TASK DETAILS -> Scan the records for the string "size", then copy each line that has it.

MATERIAL FOR THE TASK ->
--- --- ---

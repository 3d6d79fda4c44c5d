use std::f32::consts::{FRAC_PI_2, PI};

use crossterm::event::{KeyCode, KeyEvent, KeyModifiers};

use crate::game::Ability;
use crate::storage::ControlScheme;

#[derive(Debug, Clone, Copy, PartialEq)]
pub enum KeyAction {
    /// Set the target heading, in radians
    Steer(f32),
    Use(Ability),
    TogglePause,
    Restart,
    Quit,
    None,
}

pub const HEADING_UP: f32 = -FRAC_PI_2;
pub const HEADING_DOWN: f32 = FRAC_PI_2;
pub const HEADING_LEFT: f32 = PI;
pub const HEADING_RIGHT: f32 = 0.0;

pub struct InputHandler {
    controls: ControlScheme,
}

impl InputHandler {
    pub fn new(controls: ControlScheme) -> Self {
        Self { controls }
    }

    pub fn handle_key_event(&self, key: KeyEvent) -> KeyAction {
        // Handle Ctrl+C
        if key.modifiers.contains(KeyModifiers::CONTROL) && key.code == KeyCode::Char('c') {
            return KeyAction::Quit;
        }

        if let Some(heading) = self.steering(key.code) {
            return KeyAction::Steer(heading);
        }

        match key.code {
            KeyCode::Char(' ') => KeyAction::Use(Ability::SpeedBoost),
            KeyCode::Char('f') | KeyCode::Char('F') | KeyCode::Enter => {
                KeyAction::Use(Ability::PowerBall)
            }

            // Controls
            KeyCode::Char('p') | KeyCode::Char('P') => KeyAction::TogglePause,
            KeyCode::Char('q') | KeyCode::Char('Q') | KeyCode::Esc => KeyAction::Quit,
            KeyCode::Char('r') | KeyCode::Char('R') => KeyAction::Restart,

            _ => KeyAction::None,
        }
    }

    fn steering(&self, code: KeyCode) -> Option<f32> {
        if self.controls.arrows() {
            let heading = match code {
                KeyCode::Up => Some(HEADING_UP),
                KeyCode::Down => Some(HEADING_DOWN),
                KeyCode::Left => Some(HEADING_LEFT),
                KeyCode::Right => Some(HEADING_RIGHT),
                _ => None,
            };
            if heading.is_some() {
                return heading;
            }
        }

        if self.controls.wasd() {
            if let KeyCode::Char(c) = code {
                return match c.to_ascii_lowercase() {
                    'w' => Some(HEADING_UP),
                    's' => Some(HEADING_DOWN),
                    'a' => Some(HEADING_LEFT),
                    'd' => Some(HEADING_RIGHT),
                    _ => None,
                };
            }
        }

        None
    }
}

impl Default for InputHandler {
    fn default() -> Self {
        Self::new(ControlScheme::Both)
    }
}

#[cfg(test)]
mod tests {
    use super::*;

    fn press(code: KeyCode) -> KeyEvent {
        KeyEvent::new(code, KeyModifiers::NONE)
    }

    #[test]
    fn test_arrow_keys() {
        let handler = InputHandler::new(ControlScheme::Arrows);
        let key = |code| handler.handle_key_event(press(code));

        assert_eq!(key(KeyCode::Up), KeyAction::Steer(HEADING_UP));
        assert_eq!(key(KeyCode::Down), KeyAction::Steer(HEADING_DOWN));
        assert_eq!(key(KeyCode::Left), KeyAction::Steer(HEADING_LEFT));
        assert_eq!(key(KeyCode::Right), KeyAction::Steer(HEADING_RIGHT));

        // WASD is not bound under the arrows scheme
        assert_eq!(key(KeyCode::Char('w')), KeyAction::None);
    }

    #[test]
    fn test_wasd_keys() {
        let handler = InputHandler::new(ControlScheme::Wasd);
        let key = |code| handler.handle_key_event(press(code));

        assert_eq!(key(KeyCode::Char('w')), KeyAction::Steer(HEADING_UP));
        assert_eq!(key(KeyCode::Char('a')), KeyAction::Steer(HEADING_LEFT));
        assert_eq!(key(KeyCode::Char('s')), KeyAction::Steer(HEADING_DOWN));
        assert_eq!(key(KeyCode::Char('d')), KeyAction::Steer(HEADING_RIGHT));
        assert_eq!(key(KeyCode::Up), KeyAction::None);
    }

    #[test]
    fn test_wasd_uppercase() {
        let handler = InputHandler::default();

        let w_upper = KeyEvent::new(KeyCode::Char('W'), KeyModifiers::SHIFT);
        assert_eq!(handler.handle_key_event(w_upper), KeyAction::Steer(HEADING_UP));
    }

    #[test]
    fn test_ability_keys() {
        let handler = InputHandler::default();

        assert_eq!(
            handler.handle_key_event(press(KeyCode::Char(' '))),
            KeyAction::Use(Ability::SpeedBoost)
        );
        assert_eq!(
            handler.handle_key_event(press(KeyCode::Char('f'))),
            KeyAction::Use(Ability::PowerBall)
        );
        assert_eq!(
            handler.handle_key_event(press(KeyCode::Enter)),
            KeyAction::Use(Ability::PowerBall)
        );
    }

    #[test]
    fn test_quit_keys() {
        let handler = InputHandler::default();

        assert_eq!(handler.handle_key_event(press(KeyCode::Char('q'))), KeyAction::Quit);

        let q_upper = KeyEvent::new(KeyCode::Char('Q'), KeyModifiers::SHIFT);
        assert_eq!(handler.handle_key_event(q_upper), KeyAction::Quit);

        assert_eq!(handler.handle_key_event(press(KeyCode::Esc)), KeyAction::Quit);
    }

    #[test]
    fn test_pause_and_restart_keys() {
        let handler = InputHandler::default();

        assert_eq!(handler.handle_key_event(press(KeyCode::Char('p'))), KeyAction::TogglePause);
        assert_eq!(handler.handle_key_event(press(KeyCode::Char('r'))), KeyAction::Restart);

        let r_upper = KeyEvent::new(KeyCode::Char('R'), KeyModifiers::SHIFT);
        assert_eq!(handler.handle_key_event(r_upper), KeyAction::Restart);
    }

    #[test]
    fn test_unknown_key() {
        let handler = InputHandler::default();
        assert_eq!(handler.handle_key_event(press(KeyCode::Char('x'))), KeyAction::None);
    }

    #[test]
    fn test_ctrl_c() {
        let handler = InputHandler::default();

        let ctrl_c = KeyEvent::new(KeyCode::Char('c'), KeyModifiers::CONTROL);
        assert_eq!(handler.handle_key_event(ctrl_c), KeyAction::Quit);
    }
}
//! Core game logic for the slither snake game
//!
//! This module contains all of the simulation without any I/O or rendering
//! dependencies. A front-end drives a [`GameSession`] with `tick` and reacts
//! to side effects through a [`GameObserver`].

pub mod abilities;
pub mod ai;
pub mod collision;
pub mod config;
pub mod engine;
pub mod events;
pub mod geometry;
pub mod movement;
pub mod particles;
pub mod state;
pub mod timer;

// Re-export commonly used types
pub use abilities::Ability;
pub use ai::{Behavior, Rival};
pub use collision::GameOverReason;
pub use config::{GameConfig, GameMode, RivalContact, RivalProfile};
pub use engine::{GamePhase, GameSession, TickReport, World};
pub use events::{EffectEvent, EventLog, GameObserver, GameOverSummary, NullObserver, SoundEvent};
pub use geometry::Vec2;
pub use particles::{ParticleKind, ParticleSystem};
pub use state::{Faction, Field, Food, Obstacle, Projectile, Segment, Snake};
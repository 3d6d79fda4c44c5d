use rand::Rng;
use tracing::debug;

use super::config::{AbilityConfig, ExchangeConfig, ProjectileConfig};
use super::geometry::Vec2;
use super::state::{Faction, Projectile, Snake};
use super::timer::{Countdown, TimedAbility};

/// Player-triggered abilities
#[derive(Debug, Clone, Copy, PartialEq, Eq)]
pub enum Ability {
    SpeedBoost,
    PowerBall,
}

/// Cooldown state for the player's abilities
#[derive(Debug, Clone, Default)]
pub struct PlayerAbilities {
    pub boost: TimedAbility,
    /// Hands-free boost, its cooldown doubles as the firing interval
    pub auto_boost: TimedAbility,
    pub ball_cooldown: Countdown,
    pub balls_fired: u32,
}

impl PlayerAbilities {
    pub fn new() -> Self {
        Self::default()
    }

    /// Returns true on the tick the boost runs out
    pub fn tick(&mut self, dt: f32) -> bool {
        self.ball_cooldown.tick(dt);
        self.boost.tick(dt)
    }

    pub fn try_boost(&mut self, config: &AbilityConfig) -> bool {
        self.boost
            .try_activate(config.boost_duration_secs, config.boost_cooldown_secs)
    }

    /// Advance the automatic boost. Returns true on the tick it fires.
    pub fn tick_auto_boost(&mut self, config: &AbilityConfig, dt: f32) -> bool {
        let Some(auto) = &config.auto_boost else {
            return false;
        };
        self.auto_boost.tick(dt);
        self.auto_boost.try_activate(auto.duration_secs, auto.interval_secs)
    }

    pub fn speed_multiplier(&self, config: &AbilityConfig) -> f32 {
        let manual = if self.boost.is_active() {
            config.boost_multiplier
        } else {
            1.0
        };
        match &config.auto_boost {
            Some(auto) if self.auto_boost.is_active() => manual * auto.multiplier,
            _ => manual,
        }
    }

    pub fn can_launch(&self) -> bool {
        self.ball_cooldown.is_ready()
    }

    /// Launch a power ball from the head along the current heading
    pub fn try_launch(&mut self, config: &ProjectileConfig, snake: &Snake) -> Option<Projectile> {
        if !self.can_launch() {
            return None;
        }
        self.ball_cooldown.start(config.cooldown_secs);
        self.balls_fired += 1;
        Some(Projectile {
            pos: snake.head_pos(),
            vel: Vec2::from_angle(snake.heading).scaled(config.speed),
            size: config.radius,
            owner: Faction::Player,
        })
    }

    /// Launch an auto-aimed ball at `target`, ignoring the manual cooldown
    pub fn aimed_launch(
        &mut self,
        projectiles: &ProjectileConfig,
        speed: f32,
        snake: &Snake,
        target: Vec2,
    ) -> Projectile {
        let from = snake.head_pos();
        let dir = (target - from)
            .normalized()
            .unwrap_or_else(|| Vec2::from_angle(snake.heading));
        self.balls_fired += 1;
        Projectile {
            pos: from,
            vel: dir.scaled(speed),
            size: projectiles.radius,
            owner: Faction::Player,
        }
    }

    /// Clear every timer and arm the automatic boost for its first interval
    pub fn reset(&mut self, config: &AbilityConfig) {
        self.boost.reset();
        self.auto_boost.reset();
        if let Some(auto) = &config.auto_boost {
            self.auto_boost.cooldown.start(auto.interval_secs);
        }
        self.ball_cooldown.clear();
        self.balls_fired = 0;
    }
}

/// Drives the periodic two-sided power-ball exchange
///
/// When the interval elapses one side fires, chosen at random, and the other
/// answers after a short delay.
#[derive(Debug, Clone)]
pub struct ExchangeDirector {
    interval: Countdown,
    answer: Option<(Faction, Countdown)>,
    pub rounds: u32,
}

impl ExchangeDirector {
    pub fn new(config: &ExchangeConfig) -> Self {
        Self {
            interval: Countdown::started(config.interval_secs),
            answer: None,
            rounds: 0,
        }
    }

    pub fn pending_answer(&self) -> Option<Faction> {
        self.answer.map(|(side, _)| side)
    }

    /// Advance the exchange clock and return the sides that should fire now
    ///
    /// `busy` reports whether a side already has a ball in flight; an opening
    /// shot is skipped while either side is busy.
    pub fn tick<R: Rng>(
        &mut self,
        config: &ExchangeConfig,
        dt: f32,
        busy: impl Fn(Faction) -> bool,
        rng: &mut R,
    ) -> Vec<Faction> {
        let mut launches = Vec::new();

        if let Some((side, delay)) = self.answer.as_mut() {
            if delay.tick(dt) {
                launches.push(*side);
                self.answer = None;
            }
        }

        if self.interval.tick(dt) {
            self.interval.start(config.interval_secs);
            if self.answer.is_some() || busy(Faction::Player) || busy(Faction::Rival) {
                debug!("Skipping exchange, a ball is already in flight");
                return launches;
            }

            let first = if rng.gen::<f32>() < config.player_first_chance {
                Faction::Player
            } else {
                Faction::Rival
            };
            let delay = match first {
                Faction::Player => config.rival_answer_delay_secs,
                Faction::Rival => config.player_answer_delay_secs,
            };
            self.answer = Some((first.opponent(), Countdown::started(delay)));
            self.rounds += 1;
            debug!(?first, round = self.rounds, "Power ball exchange");
            launches.push(first);
        }

        launches
    }

    /// Restart the interval, dropping any pending answer
    pub fn reset(&mut self, config: &ExchangeConfig) {
        *self = Self::new(config);
    }
}

#[cfg(test)]
mod tests {
    use super::*;
    use rand::rngs::StdRng;
    use rand::SeedableRng;

    fn snake() -> Snake {
        Snake::new(Vec2::new(100.0, 100.0), 0.0, 3, 15.0, 15.0)
    }

    #[test]
    fn test_speed_boost_lifecycle() {
        let config = AbilityConfig::default();
        let mut abilities = PlayerAbilities::new();
        assert_eq!(abilities.speed_multiplier(&config), 1.0);

        assert!(abilities.try_boost(&config));
        assert_eq!(abilities.speed_multiplier(&config), 2.5);
        assert!(!abilities.try_boost(&config));

        let mut ended = false;
        for _ in 0..21 {
            ended |= abilities.tick(0.1);
        }
        assert!(ended);
        assert_eq!(abilities.speed_multiplier(&config), 1.0);
        // Cooldown of 5s runs from activation
        assert!(!abilities.try_boost(&config));
        for _ in 0..30 {
            abilities.tick(0.1);
        }
        assert!(abilities.try_boost(&config));
    }

    #[test]
    fn test_auto_boost_cadence() {
        let config = AbilityConfig::default();
        let mut abilities = PlayerAbilities::new();
        abilities.reset(&config);

        let mut fired_at = Vec::new();
        let mut boosted_ticks = 0;
        for i in 0..120 {
            if abilities.tick_auto_boost(&config, 0.1) {
                fired_at.push(i);
            }
            if abilities.speed_multiplier(&config) > 3.0 {
                boosted_ticks += 1;
            }
        }
        // Every 5s for 2s, first at the end of the opening interval
        assert_eq!(fired_at.len(), 2, "fired at {fired_at:?}");
        assert!((48..=50).contains(&fired_at[0]));
        assert!((98..=100).contains(&fired_at[1]));
        assert!((38..=42).contains(&boosted_ticks), "boosted {boosted_ticks}");
    }

    #[test]
    fn test_auto_boost_stacks_and_can_be_disabled() {
        let mut config = AbilityConfig::default();
        let mut abilities = PlayerAbilities::new();
        abilities.auto_boost.try_activate(2.0, 5.0);
        assert!(abilities.try_boost(&config));
        assert!((abilities.speed_multiplier(&config) - 2.5 * 3.5).abs() < 1e-4);

        config.auto_boost = None;
        assert_eq!(abilities.speed_multiplier(&config), 2.5);

        abilities.reset(&config);
        for _ in 0..100 {
            assert!(!abilities.tick_auto_boost(&config, 0.1));
        }
        assert!(abilities.try_boost(&config));
    }

    #[test]
    fn test_power_ball_cooldown() {
        let config = ProjectileConfig::default();
        let mut abilities = PlayerAbilities::new();
        let snake = snake();

        let ball = abilities.try_launch(&config, &snake).unwrap();
        assert_eq!(ball.owner, Faction::Player);
        assert!((ball.vel.x - 300.0).abs() < 1e-3);
        assert!(abilities.try_launch(&config, &snake).is_none());

        for _ in 0..11 {
            abilities.tick(0.1);
        }
        assert!(abilities.try_launch(&config, &snake).is_some());
        assert_eq!(abilities.balls_fired, 2);
    }

    #[test]
    fn test_aimed_launch_points_at_target() {
        let mut abilities = PlayerAbilities::new();
        let target = Vec2::new(100.0, 300.0);
        let ball = abilities.aimed_launch(&ProjectileConfig::default(), 360.0, &snake(), target);
        assert!(ball.vel.x.abs() < 1e-3);
        assert!((ball.vel.y - 360.0).abs() < 1e-3);
    }

    #[test]
    fn test_exchange_fires_then_answers() {
        let config = ExchangeConfig::default();
        let mut director = ExchangeDirector::new(&config);
        let mut rng = StdRng::seed_from_u64(8);

        let mut fired = Vec::new();
        for _ in 0..55 {
            fired.extend(director.tick(&config, 0.1, |_| false, &mut rng));
        }
        assert_eq!(fired.len(), 1);
        let first = fired[0];
        assert_eq!(director.pending_answer(), Some(first.opponent()));

        for _ in 0..10 {
            fired.extend(director.tick(&config, 0.1, |_| false, &mut rng));
        }
        assert_eq!(fired, vec![first, first.opponent()]);
        assert_eq!(director.pending_answer(), None);
    }

    #[test]
    fn test_exchange_reset_drops_pending_answer() {
        let config = ExchangeConfig::default();
        let mut director = ExchangeDirector::new(&config);
        let mut rng = StdRng::seed_from_u64(8);
        for _ in 0..55 {
            director.tick(&config, 0.1, |_| false, &mut rng);
        }
        assert!(director.pending_answer().is_some());

        director.reset(&config);
        assert_eq!(director.pending_answer(), None);
        assert_eq!(director.rounds, 0);
        let fired: Vec<Faction> = (0..45)
            .flat_map(|_| director.tick(&config, 0.1, |_| false, &mut rng))
            .collect();
        assert!(fired.is_empty());
    }

    #[test]
    fn test_exchange_skipped_while_busy() {
        let config = ExchangeConfig::default();
        let mut director = ExchangeDirector::new(&config);
        let mut rng = StdRng::seed_from_u64(9);

        let mut fired = Vec::new();
        for _ in 0..60 {
            fired.extend(director.tick(&config, 0.1, |side| side == Faction::Rival, &mut rng));
        }
        assert!(fired.is_empty());
        assert_eq!(director.rounds, 0);
    }
}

--- --- ---

EXERCISE RESPONSE ->
            size: config.radius,
            size: projectiles.radius,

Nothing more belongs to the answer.